* THE TASK:
Every line below that holds the word "Histogram" must be listed.

-- Opening Marker --

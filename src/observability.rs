use std::net::SocketAddr;

// ── Lifecycle ───────────────────────────────────────────────────

/// Counter: rules moved ACTIVE → ARCHIVED by the rule sweep.
pub const RULES_ARCHIVED_TOTAL: &str = "slotkeeper_rules_archived_total";

/// Counter: overrides moved ACTIVE → ARCHIVED by the override sweep.
pub const OVERRIDES_ARCHIVED_TOTAL: &str = "slotkeeper_overrides_archived_total";

/// Counter: records a sweep failed to archive. Labels: kind.
pub const SWEEP_FAILURES_TOTAL: &str = "slotkeeper_sweep_failures_total";

// ── Requests ────────────────────────────────────────────────────

/// Counter: rejected mutations and queries. Labels: reason.
pub const VALIDATION_REJECTIONS_TOTAL: &str = "slotkeeper_validation_rejections_total";

/// Counter: booking windows matched by more than one ACTIVE rule.
pub const AMBIGUOUS_MATCHES_TOTAL: &str = "slotkeeper_ambiguous_matches_total";

/// Histogram: suggestion computation latency in seconds.
pub const SUGGESTION_DURATION_SECONDS: &str = "slotkeeper_suggestion_duration_seconds";

// ── Storage ─────────────────────────────────────────────────────

/// Histogram: WAL group-commit batch size (records per flush).
pub const WAL_FLUSH_BATCH_SIZE: &str = "slotkeeper_wal_flush_batch_size";

/// Install Prometheus metrics exporter on the given port. No-op if port is None.
pub fn init(port: Option<u16>) -> Result<(), Box<dyn std::error::Error>> {
    let Some(port) = port else { return Ok(()) };
    let addr: SocketAddr = ([0, 0, 0, 0], port).into();
    metrics_exporter_prometheus::PrometheusBuilder::new()
        .with_http_listener(addr)
        .install()?;
    tracing::info!("metrics endpoint: http://0.0.0.0:{port}/metrics");
    Ok(())
}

-- Closing Marker --

* THE ANSWER:
/// Histogram: suggestion computation latency in seconds.
/// Histogram: WAL group-commit batch size (records per flush).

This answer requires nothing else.